== Segment start ==

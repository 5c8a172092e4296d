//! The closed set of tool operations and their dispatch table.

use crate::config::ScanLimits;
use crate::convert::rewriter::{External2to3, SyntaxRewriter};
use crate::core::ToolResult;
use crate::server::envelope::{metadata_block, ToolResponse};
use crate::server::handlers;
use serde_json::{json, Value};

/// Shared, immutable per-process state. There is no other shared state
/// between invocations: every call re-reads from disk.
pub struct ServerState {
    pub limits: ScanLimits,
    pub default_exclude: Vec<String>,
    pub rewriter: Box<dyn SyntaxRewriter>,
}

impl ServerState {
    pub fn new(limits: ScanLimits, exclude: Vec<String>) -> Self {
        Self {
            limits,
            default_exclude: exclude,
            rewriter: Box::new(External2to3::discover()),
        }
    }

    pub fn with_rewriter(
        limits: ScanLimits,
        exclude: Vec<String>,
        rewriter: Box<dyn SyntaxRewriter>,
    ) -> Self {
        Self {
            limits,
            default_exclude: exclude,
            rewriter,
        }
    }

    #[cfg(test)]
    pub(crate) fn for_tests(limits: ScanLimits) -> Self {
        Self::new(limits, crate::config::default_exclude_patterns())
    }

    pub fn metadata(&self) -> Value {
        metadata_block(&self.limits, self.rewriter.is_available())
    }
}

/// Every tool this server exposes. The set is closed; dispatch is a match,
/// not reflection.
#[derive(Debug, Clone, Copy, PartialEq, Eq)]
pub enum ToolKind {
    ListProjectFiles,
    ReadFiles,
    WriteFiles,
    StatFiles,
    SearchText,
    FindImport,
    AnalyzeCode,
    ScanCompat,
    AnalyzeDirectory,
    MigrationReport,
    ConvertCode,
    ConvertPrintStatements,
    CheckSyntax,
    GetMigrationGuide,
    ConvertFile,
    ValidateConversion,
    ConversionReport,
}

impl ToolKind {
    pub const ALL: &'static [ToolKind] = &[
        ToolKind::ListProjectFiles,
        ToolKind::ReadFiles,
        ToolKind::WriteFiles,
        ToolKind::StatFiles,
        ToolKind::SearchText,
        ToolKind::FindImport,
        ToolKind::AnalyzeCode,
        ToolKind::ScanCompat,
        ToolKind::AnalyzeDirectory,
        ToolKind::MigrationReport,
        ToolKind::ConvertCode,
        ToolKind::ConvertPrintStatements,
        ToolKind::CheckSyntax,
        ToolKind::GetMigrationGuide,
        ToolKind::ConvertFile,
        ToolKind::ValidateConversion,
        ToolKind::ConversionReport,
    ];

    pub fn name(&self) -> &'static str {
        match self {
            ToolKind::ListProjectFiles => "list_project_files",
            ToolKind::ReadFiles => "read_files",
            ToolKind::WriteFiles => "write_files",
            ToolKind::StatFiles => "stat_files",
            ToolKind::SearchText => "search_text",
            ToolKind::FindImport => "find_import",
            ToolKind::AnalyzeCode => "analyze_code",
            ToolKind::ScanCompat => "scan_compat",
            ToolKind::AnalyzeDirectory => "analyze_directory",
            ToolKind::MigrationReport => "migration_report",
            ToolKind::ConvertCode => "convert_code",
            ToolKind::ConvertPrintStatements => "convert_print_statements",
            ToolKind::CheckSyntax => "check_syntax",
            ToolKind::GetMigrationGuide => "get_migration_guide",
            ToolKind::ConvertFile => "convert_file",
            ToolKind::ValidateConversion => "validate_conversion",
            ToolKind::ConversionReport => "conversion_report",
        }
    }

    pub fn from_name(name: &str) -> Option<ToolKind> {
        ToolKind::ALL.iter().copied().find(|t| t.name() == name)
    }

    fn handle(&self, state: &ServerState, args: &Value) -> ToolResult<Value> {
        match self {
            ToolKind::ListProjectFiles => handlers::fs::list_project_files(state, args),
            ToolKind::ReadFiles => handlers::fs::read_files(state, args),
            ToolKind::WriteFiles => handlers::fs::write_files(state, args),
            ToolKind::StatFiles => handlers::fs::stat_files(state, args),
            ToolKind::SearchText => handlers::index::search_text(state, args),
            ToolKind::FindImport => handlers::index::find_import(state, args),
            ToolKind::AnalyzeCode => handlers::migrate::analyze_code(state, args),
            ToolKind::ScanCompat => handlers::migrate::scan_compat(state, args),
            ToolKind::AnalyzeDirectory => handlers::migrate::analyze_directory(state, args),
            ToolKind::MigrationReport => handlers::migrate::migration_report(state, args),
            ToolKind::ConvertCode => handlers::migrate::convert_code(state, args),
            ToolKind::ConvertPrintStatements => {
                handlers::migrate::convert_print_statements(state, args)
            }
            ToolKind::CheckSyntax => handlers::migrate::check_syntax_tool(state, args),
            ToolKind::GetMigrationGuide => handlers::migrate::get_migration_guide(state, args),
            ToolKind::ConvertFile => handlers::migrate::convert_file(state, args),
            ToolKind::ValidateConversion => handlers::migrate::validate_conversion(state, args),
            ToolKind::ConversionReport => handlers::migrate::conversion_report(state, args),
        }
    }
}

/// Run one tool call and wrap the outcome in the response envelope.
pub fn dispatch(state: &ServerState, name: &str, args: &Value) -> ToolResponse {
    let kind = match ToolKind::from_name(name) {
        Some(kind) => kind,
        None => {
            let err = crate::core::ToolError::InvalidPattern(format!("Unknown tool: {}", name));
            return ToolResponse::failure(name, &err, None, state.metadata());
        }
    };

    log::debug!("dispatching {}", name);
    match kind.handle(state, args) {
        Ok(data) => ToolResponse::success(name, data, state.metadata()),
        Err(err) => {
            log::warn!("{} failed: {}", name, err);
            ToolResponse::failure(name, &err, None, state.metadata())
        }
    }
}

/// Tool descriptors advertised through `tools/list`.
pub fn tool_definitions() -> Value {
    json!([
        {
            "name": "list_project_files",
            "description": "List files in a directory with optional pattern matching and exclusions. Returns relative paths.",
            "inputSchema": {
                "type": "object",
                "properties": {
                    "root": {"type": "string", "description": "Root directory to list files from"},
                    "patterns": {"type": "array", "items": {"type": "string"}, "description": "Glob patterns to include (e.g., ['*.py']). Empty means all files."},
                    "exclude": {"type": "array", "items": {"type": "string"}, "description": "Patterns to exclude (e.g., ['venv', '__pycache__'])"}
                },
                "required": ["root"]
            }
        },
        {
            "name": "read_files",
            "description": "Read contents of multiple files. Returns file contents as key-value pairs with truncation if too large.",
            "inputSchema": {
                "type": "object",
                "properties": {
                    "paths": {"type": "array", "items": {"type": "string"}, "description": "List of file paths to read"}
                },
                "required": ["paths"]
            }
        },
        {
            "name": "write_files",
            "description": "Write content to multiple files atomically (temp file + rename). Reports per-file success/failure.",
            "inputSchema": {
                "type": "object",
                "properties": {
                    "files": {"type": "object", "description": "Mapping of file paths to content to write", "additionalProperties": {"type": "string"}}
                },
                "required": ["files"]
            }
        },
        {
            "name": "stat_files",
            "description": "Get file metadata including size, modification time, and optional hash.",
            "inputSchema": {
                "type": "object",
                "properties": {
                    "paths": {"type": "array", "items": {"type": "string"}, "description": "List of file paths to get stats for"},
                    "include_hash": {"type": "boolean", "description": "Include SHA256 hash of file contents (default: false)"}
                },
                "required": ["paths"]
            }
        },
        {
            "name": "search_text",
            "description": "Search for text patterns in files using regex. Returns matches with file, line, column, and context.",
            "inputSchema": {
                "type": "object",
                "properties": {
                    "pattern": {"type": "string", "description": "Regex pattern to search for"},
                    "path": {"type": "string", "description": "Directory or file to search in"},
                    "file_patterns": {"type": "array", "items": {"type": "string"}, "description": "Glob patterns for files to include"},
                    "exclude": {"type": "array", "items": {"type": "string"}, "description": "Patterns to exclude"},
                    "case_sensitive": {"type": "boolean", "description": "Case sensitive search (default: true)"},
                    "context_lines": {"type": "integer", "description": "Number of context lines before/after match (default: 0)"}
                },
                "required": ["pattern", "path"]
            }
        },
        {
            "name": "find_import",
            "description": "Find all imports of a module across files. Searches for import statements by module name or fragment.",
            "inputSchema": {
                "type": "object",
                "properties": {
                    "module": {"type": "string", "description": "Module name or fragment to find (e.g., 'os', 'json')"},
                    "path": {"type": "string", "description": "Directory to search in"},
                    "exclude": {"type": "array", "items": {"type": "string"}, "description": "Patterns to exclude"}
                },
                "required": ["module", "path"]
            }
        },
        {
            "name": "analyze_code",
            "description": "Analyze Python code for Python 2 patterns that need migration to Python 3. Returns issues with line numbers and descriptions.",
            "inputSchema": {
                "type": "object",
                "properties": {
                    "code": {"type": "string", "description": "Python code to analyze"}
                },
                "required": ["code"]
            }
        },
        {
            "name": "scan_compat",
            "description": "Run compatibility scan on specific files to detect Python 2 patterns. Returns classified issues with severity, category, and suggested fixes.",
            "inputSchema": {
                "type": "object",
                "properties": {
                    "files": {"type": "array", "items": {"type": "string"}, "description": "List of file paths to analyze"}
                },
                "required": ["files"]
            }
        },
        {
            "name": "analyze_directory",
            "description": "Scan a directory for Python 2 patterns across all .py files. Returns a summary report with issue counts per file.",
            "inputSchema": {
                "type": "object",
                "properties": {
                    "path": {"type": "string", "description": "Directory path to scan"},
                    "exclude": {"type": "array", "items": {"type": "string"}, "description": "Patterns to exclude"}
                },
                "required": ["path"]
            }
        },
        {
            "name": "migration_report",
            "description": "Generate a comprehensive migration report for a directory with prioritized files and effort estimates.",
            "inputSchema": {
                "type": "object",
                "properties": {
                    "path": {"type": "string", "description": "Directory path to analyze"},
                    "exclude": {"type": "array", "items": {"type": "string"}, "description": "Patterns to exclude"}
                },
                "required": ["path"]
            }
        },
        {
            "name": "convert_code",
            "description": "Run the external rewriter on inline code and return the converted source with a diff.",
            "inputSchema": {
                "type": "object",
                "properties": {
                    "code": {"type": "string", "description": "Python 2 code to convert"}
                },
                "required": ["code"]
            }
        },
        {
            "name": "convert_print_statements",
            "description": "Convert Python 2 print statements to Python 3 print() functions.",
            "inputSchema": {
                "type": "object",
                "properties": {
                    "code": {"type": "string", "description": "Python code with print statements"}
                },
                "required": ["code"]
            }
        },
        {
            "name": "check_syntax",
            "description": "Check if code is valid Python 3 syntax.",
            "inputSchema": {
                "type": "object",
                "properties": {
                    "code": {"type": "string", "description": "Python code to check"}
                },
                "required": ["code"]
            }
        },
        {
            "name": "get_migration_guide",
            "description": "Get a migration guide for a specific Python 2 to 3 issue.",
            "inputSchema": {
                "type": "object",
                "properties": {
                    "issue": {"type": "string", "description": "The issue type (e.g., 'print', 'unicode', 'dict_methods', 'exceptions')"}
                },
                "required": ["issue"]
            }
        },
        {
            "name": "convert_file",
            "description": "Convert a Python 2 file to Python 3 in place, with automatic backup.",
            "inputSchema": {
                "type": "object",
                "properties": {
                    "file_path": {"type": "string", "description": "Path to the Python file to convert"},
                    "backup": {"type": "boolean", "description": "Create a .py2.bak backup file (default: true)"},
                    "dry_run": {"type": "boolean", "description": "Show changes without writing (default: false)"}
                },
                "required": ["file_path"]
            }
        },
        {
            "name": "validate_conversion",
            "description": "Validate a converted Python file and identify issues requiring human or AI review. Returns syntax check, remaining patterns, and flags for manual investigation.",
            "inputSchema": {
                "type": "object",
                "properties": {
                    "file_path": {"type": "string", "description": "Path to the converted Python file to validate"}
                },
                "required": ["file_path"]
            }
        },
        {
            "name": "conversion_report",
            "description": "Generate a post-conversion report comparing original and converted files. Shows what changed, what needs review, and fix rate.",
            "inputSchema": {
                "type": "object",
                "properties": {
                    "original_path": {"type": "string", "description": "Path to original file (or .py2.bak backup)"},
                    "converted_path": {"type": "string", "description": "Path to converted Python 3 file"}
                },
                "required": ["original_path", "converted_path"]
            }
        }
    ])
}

== Segment end ==

▸ What this task involves
Where the string "Glob" occurs in a line of the listing above, count that line, then report the total and nothing else.

▸ Finished exercise
2